## Listed entries
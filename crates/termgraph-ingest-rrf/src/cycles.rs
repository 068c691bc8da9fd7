//! Hierarchy cycle repair.
//!
//! Source hierarchies are not guaranteed to be acyclic. Within one
//! terminology, every maximal cycle is resolved either by electing a
//! dominant member as the parent of all others, or, when no member clearly
//! dominates, by declaring the members equivalent and giving all of them the
//! union of their outside parents.

use roaring::RoaringBitmap;
use std::collections::{BTreeMap, BTreeSet, VecDeque};
use termgraph_store::StrId;

/// Child → parent sets.
pub type Parents = BTreeMap<StrId, BTreeSet<StrId>>;

/// Weighted child → parent edges of one terminology.
///
/// Weights count how often an edge was asserted; only the cycle vote reads
/// them.
#[derive(Debug, Clone, Default, PartialEq, Eq)]
pub struct ParentGraph {
    edges: BTreeMap<StrId, BTreeMap<StrId, u32>>,
}

impl ParentGraph {
    pub fn new() -> Self {
        Self::default()
    }

    /// Add `child → parent` with set semantics (weight 1).
    pub fn add_edge(&mut self, child: StrId, parent: StrId) {
        self.edges
            .entry(child)
            .or_default()
            .entry(parent)
            .or_insert(1);
    }

    /// Add `count` to the weight of `child → parent`.
    pub fn add_support(&mut self, child: StrId, parent: StrId, count: u32) {
        *self
            .edges
            .entry(child)
            .or_default()
            .entry(parent)
            .or_insert(0) += count;
    }

    pub fn parents(&self, child: StrId) -> impl Iterator<Item = StrId> + '_ {
        self.edges
            .get(&child)
            .into_iter()
            .flat_map(|parents| parents.keys().copied())
    }

    pub fn weight(&self, child: StrId, parent: StrId) -> u32 {
        self.edges
            .get(&child)
            .and_then(|parents| parents.get(&parent))
            .copied()
            .unwrap_or(0)
    }

    pub fn edge_count(&self) -> usize {
        self.edges.values().map(BTreeMap::len).sum()
    }

    pub fn is_empty(&self) -> bool {
        self.edges.is_empty()
    }

    fn unweighted(&self) -> Parents {
        self.edges
            .iter()
            .map(|(child, parents)| (*child, parents.keys().copied().collect()))
            .collect()
    }
}

#[derive(Debug, Clone, PartialEq, Eq)]
pub enum CycleDecision {
    /// This member became the parent of every other member.
    Dominant(StrId),
    /// No member dominated; the members are equivalent.
    Equivalent,
}

#[derive(Debug, Clone, PartialEq, Eq)]
pub struct ResolvedCycle {
    pub members: BTreeSet<StrId>,
    /// In-cycle parent votes, strongest first.
    pub votes: Vec<(StrId, u32)>,
    pub decision: CycleDecision,
}

#[derive(Debug, Clone, Default, PartialEq, Eq)]
pub struct CycleResolution {
    /// Repaired parent sets. Children absent from the input graph are absent
    /// here too.
    pub parents: Parents,
    /// Member sets resolved as equivalent.
    pub equivalences: Vec<BTreeSet<StrId>>,
    /// Every maximal cycle found, with how it was resolved.
    pub cycles: Vec<ResolvedCycle>,
}

impl CycleResolution {
    pub fn cycle_count(&self) -> usize {
        self.cycles.len()
    }

    pub fn parents_of(&self, child: StrId) -> Option<&BTreeSet<StrId>> {
        self.parents.get(&child).filter(|p| !p.is_empty())
    }

    /// `true` when the repaired edges contain no cycle.
    pub fn is_acyclic(&self) -> bool {
        let mut done = BTreeSet::new();
        for start in self.parents.keys() {
            let mut on_path = BTreeSet::new();
            if reaches_cycle(&self.parents, *start, &mut on_path, &mut done) {
                return false;
            }
        }
        true
    }
}

fn reaches_cycle(
    parents: &Parents,
    node: StrId,
    on_path: &mut BTreeSet<StrId>,
    done: &mut BTreeSet<StrId>,
) -> bool {
    if done.contains(&node) {
        return false;
    }
    if !on_path.insert(node) {
        return true;
    }
    for parent in parents.get(&node).into_iter().flatten() {
        if reaches_cycle(parents, *parent, on_path, done) {
            return true;
        }
    }
    on_path.remove(&node);
    done.insert(node);
    false
}

/// Enumerate simple upward paths breadth-first from every unvisited child and
/// collect the node set of each back edge.
fn find_cycles(parents: &Parents) -> BTreeSet<BTreeSet<StrId>> {
    let mut found = BTreeSet::new();
    let mut visited = RoaringBitmap::new();

    for root in parents.keys().copied() {
        if visited.contains(root.raw()) {
            continue;
        }
        let mut paths: VecDeque<Vec<StrId>> = VecDeque::from([vec![root]]);
        while let Some(path) = paths.pop_front() {
            let Some(&last) = path.last() else {
                continue;
            };
            visited.insert(last.raw());
            for next in parents.get(&last).into_iter().flatten().copied() {
                if let Some(pos) = path.iter().position(|n| *n == next) {
                    found.insert(path[pos..].iter().copied().collect());
                } else {
                    let mut extended = path.clone();
                    extended.push(next);
                    paths.push_back(extended);
                }
            }
        }
    }
    found
}

/// Drop every candidate that is a strict subset of another.
fn maximal(candidates: BTreeSet<BTreeSet<StrId>>) -> Vec<BTreeSet<StrId>> {
    candidates
        .iter()
        .filter(|cycle| {
            !candidates
                .iter()
                .any(|other| other != *cycle && other.is_superset(cycle))
        })
        .cloned()
        .collect()
}

/// Weighted count of in-cycle parents, strongest first, ties by id.
///
/// `edges` is the parent map at the start of the round. Weights come from the
/// input graph; an edge added by an earlier repair counts once.
fn votes(graph: &ParentGraph, edges: &Parents, members: &BTreeSet<StrId>) -> Vec<(StrId, u32)> {
    let mut counts: BTreeMap<StrId, u32> = BTreeMap::new();
    for member in members {
        for parent in edges.get(member).into_iter().flatten() {
            if members.contains(parent) {
                *counts.entry(*parent).or_default() += graph.weight(*member, *parent).max(1);
            }
        }
    }
    let mut ranked: Vec<(StrId, u32)> = counts.into_iter().collect();
    ranked.sort_by(|a, b| b.1.cmp(&a.1).then(a.0.cmp(&b.0)));
    ranked
}

/// Rounds in which an equivalence hands its members the union of their
/// outside parents. After that, each round resolves a single cycle and an
/// equivalence only cuts its in-cycle edges, so every round removes edges.
const UNION_ROUNDS: usize = 32;

/// Repair `graph` so that its cycles are resolved.
///
/// A member dominates when its vote is at least twice the runner-up's.
/// Resolving overlapping cycles can close new ones through the merged parent
/// sets, so resolution repeats on the repaired edges until none are left.
pub fn break_cycles(graph: &ParentGraph) -> CycleResolution {
    let mut resolution = CycleResolution {
        parents: graph.unweighted(),
        ..CycleResolution::default()
    };

    for round in 0.. {
        let cycles = maximal(find_cycles(&resolution.parents));
        if cycles.is_empty() {
            break;
        }
        let union = round < UNION_ROUNDS;
        let batch = if union { cycles.len() } else { 1 };
        let edges = resolution.parents.clone();
        for members in cycles.into_iter().take(batch) {
            let ranked = votes(graph, &edges, &members);
            resolution.resolve(members, ranked, union);
        }
    }
    resolution
}

impl CycleResolution {
    fn resolve(&mut self, members: BTreeSet<StrId>, ranked: Vec<(StrId, u32)>, union: bool) {
        let parents = &mut self.parents;
        for member in &members {
            if let Some(set) = parents.get_mut(member) {
                set.retain(|p| !members.contains(p));
            }
        }

        let top = ranked.first().copied();
        let runner_up = ranked.get(1).map_or(0, |(_, count)| *count);
        let decision = match top {
            Some((winner, count)) if count >= 2 * runner_up => {
                for member in &members {
                    if *member != winner {
                        parents.entry(*member).or_default().insert(winner);
                    }
                }
                CycleDecision::Dominant(winner)
            }
            _ => {
                if union {
                    let outside: BTreeSet<StrId> = members
                        .iter()
                        .filter_map(|m| parents.get(m))
                        .flatten()
                        .copied()
                        .collect();
                    for member in &members {
                        parents
                            .entry(*member)
                            .or_default()
                            .extend(outside.iter().copied());
                    }
                }
                self.equivalences.push(members.clone());
                CycleDecision::Equivalent
            }
        };
        self.cycles.push(ResolvedCycle {
            members,
            votes: ranked,
            decision,
        });
    }
}

#[cfg(test)]
mod tests {
    use super::*;
    use proptest::prelude::*;

    fn id(raw: u32) -> StrId {
        StrId::new(raw)
    }

    fn graph(edges: &[(u32, u32)]) -> ParentGraph {
        let mut g = ParentGraph::new();
        for (child, parent) in edges {
            g.add_edge(id(*child), id(*parent));
        }
        g
    }

    fn set(raw: &[u32]) -> BTreeSet<StrId> {
        raw.iter().map(|r| id(*r)).collect()
    }

    #[test]
    fn add_edge_is_idempotent_but_support_accumulates() {
        let mut g = graph(&[(1, 2), (1, 2)]);
        assert_eq!(g.weight(id(1), id(2)), 1);
        g.add_support(id(1), id(2), 3);
        assert_eq!(g.weight(id(1), id(2)), 4);
        assert_eq!(g.edge_count(), 1);
    }

    #[test]
    fn acyclic_graph_is_untouched() {
        let g = graph(&[(2, 1), (3, 1), (4, 2), (4, 3)]);
        let r = break_cycles(&g);
        assert_eq!(r.cycle_count(), 0);
        assert_eq!(r.parents_of(id(4)), Some(&set(&[2, 3])));
        assert!(r.is_acyclic());
    }

    #[test]
    fn only_maximal_cycles_are_reported() {
        // 1 ⇄ 2 is contained in 1 → 2 → 3 → 1.
        let g = graph(&[(1, 2), (2, 1), (2, 3), (3, 1)]);
        let r = break_cycles(&g);
        assert_eq!(r.cycle_count(), 1);
        assert_eq!(r.cycles[0].members, set(&[1, 2, 3]));
    }

    #[test]
    fn two_node_cycle_with_equal_votes_becomes_equivalence() {
        let g = graph(&[(1, 2), (2, 1), (1, 10), (2, 11)]);
        let r = break_cycles(&g);
        assert_eq!(r.cycles[0].decision, CycleDecision::Equivalent);
        assert_eq!(r.equivalences, vec![set(&[1, 2])]);
        assert_eq!(r.parents_of(id(1)), Some(&set(&[10, 11])));
        assert_eq!(r.parents_of(id(2)), Some(&set(&[10, 11])));
        assert!(r.is_acyclic());
    }

    #[test]
    fn dominant_member_becomes_parent_of_the_rest() {
        // A=1, B=2, C=3: A→B, B→C, C→A, plus B→A. Votes: A=2, B=1, C=1.
        let g = graph(&[(1, 2), (2, 3), (3, 1), (2, 1)]);
        let r = break_cycles(&g);
        assert_eq!(r.cycle_count(), 1);
        assert_eq!(r.cycles[0].decision, CycleDecision::Dominant(id(1)));
        assert_eq!(r.parents_of(id(1)), None);
        assert_eq!(r.parents_of(id(2)), Some(&set(&[1])));
        assert_eq!(r.parents_of(id(3)), Some(&set(&[1])));
        assert!(r.equivalences.is_empty());
    }

    #[test]
    fn weights_decide_the_vote() {
        let mut g = graph(&[(1, 2), (2, 1)]);
        g.add_support(id(2), id(1), 5);
        let r = break_cycles(&g);
        assert_eq!(r.cycles[0].decision, CycleDecision::Dominant(id(1)));
        assert_eq!(r.parents_of(id(2)), Some(&set(&[1])));
    }

    #[test]
    fn outside_edges_into_a_cycle_do_not_vote() {
        // 4 → 1 points into the cycle from outside and is kept as is.
        let g = graph(&[(1, 2), (2, 3), (3, 1), (4, 1)]);
        let r = break_cycles(&g);
        assert_eq!(r.cycles[0].decision, CycleDecision::Equivalent);
        assert_eq!(r.parents_of(id(4)), Some(&set(&[1])));
        assert_eq!(r.parents_of(id(1)), None);
    }

    #[test]
    fn overlapping_equivalences_are_repaired_until_no_cycle_remains() {
        // {0,2}, {0,4} and {1,2} tie; their merged parents close 1 ⇄ 4.
        let g = graph(&[(2, 0), (2, 1), (1, 2), (4, 0), (0, 4), (0, 2)]);
        let r = break_cycles(&g);
        assert!(r.is_acyclic());
        assert_eq!(r.cycle_count(), 4);
        assert_eq!(r.cycles[3].members, set(&[1, 4]));
        assert_eq!(r.cycles[3].decision, CycleDecision::Equivalent);
        assert_eq!(r.parents_of(id(0)), Some(&set(&[1])));
        assert_eq!(r.parents_of(id(2)), Some(&set(&[4])));
        assert_eq!(r.parents_of(id(1)), None);
        assert_eq!(r.parents_of(id(4)), None);
    }

    fn single_cycle() -> impl Strategy<Value = (Vec<u32>, Vec<u32>, Vec<Option<u32>>)> {
        (2usize..7).prop_flat_map(|n| {
            (
                Just((1..=n as u32).collect::<Vec<_>>()),
                prop::collection::vec(1u32..5, n),
                prop::collection::vec(prop::option::of(100u32..105), n),
            )
        })
    }

    proptest! {
        #[test]
        fn a_single_cycle_is_always_repaired((members, weights, outside) in single_cycle()) {
            let mut g = ParentGraph::new();
            let n = members.len();
            for i in 0..n {
                let next = members[(i + 1) % n];
                g.add_support(id(members[i]), id(next), weights[i]);
                if let Some(p) = outside[i] {
                    g.add_edge(id(members[i]), id(p));
                }
            }
            let r = break_cycles(&g);
            prop_assert_eq!(r.cycle_count(), 1);
            prop_assert!(r.is_acyclic());
            let all: BTreeSet<StrId> = members.iter().map(|m| id(*m)).collect();
            if !r.equivalences.is_empty() {
                for member in &all {
                    let parents = r.parents.get(member).cloned().unwrap_or_default();
                    prop_assert!(parents.iter().all(|p| !all.contains(p)));
                }
            }
        }

        #[test]
        fn random_graphs_become_acyclic(
            edges in prop::collection::vec((0u32..6, 0u32..6), 0..18)
        ) {
            let mut g = ParentGraph::new();
            for (child, parent) in edges {
                if child != parent {
                    g.add_edge(id(child), id(parent));
                }
            }
            let r = break_cycles(&g);
            prop_assert!(r.is_acyclic());
        }

        #[test]
        fn dags_are_left_unchanged(edges in prop::collection::vec((0u32..20, 0u32..20), 0..40)) {
            // Orient every edge from the higher id to the lower one.
            let mut g = ParentGraph::new();
            for (a, b) in edges {
                if a != b {
                    g.add_edge(id(a.max(b)), id(a.min(b)));
                }
            }
            let r = break_cycles(&g);
            prop_assert_eq!(r.cycle_count(), 0);
            prop_assert_eq!(r.parents, g.unweighted());
        }
    }
}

## What you are asked to do
Every line from the line containing "the lower one." to the last line of the material above must be repeated exactly, and no other line.

## Response box
            // Orient every edge from the higher id to the lower one.
            let mut g = ParentGraph::new();
            for (a, b) in edges {
                if a != b {
                    g.add_edge(id(a.max(b)), id(a.min(b)));
                }
            }
            let r = break_cycles(&g);
            prop_assert_eq!(r.cycle_count(), 0);
            prop_assert_eq!(r.parents, g.unweighted());
        }
    }
}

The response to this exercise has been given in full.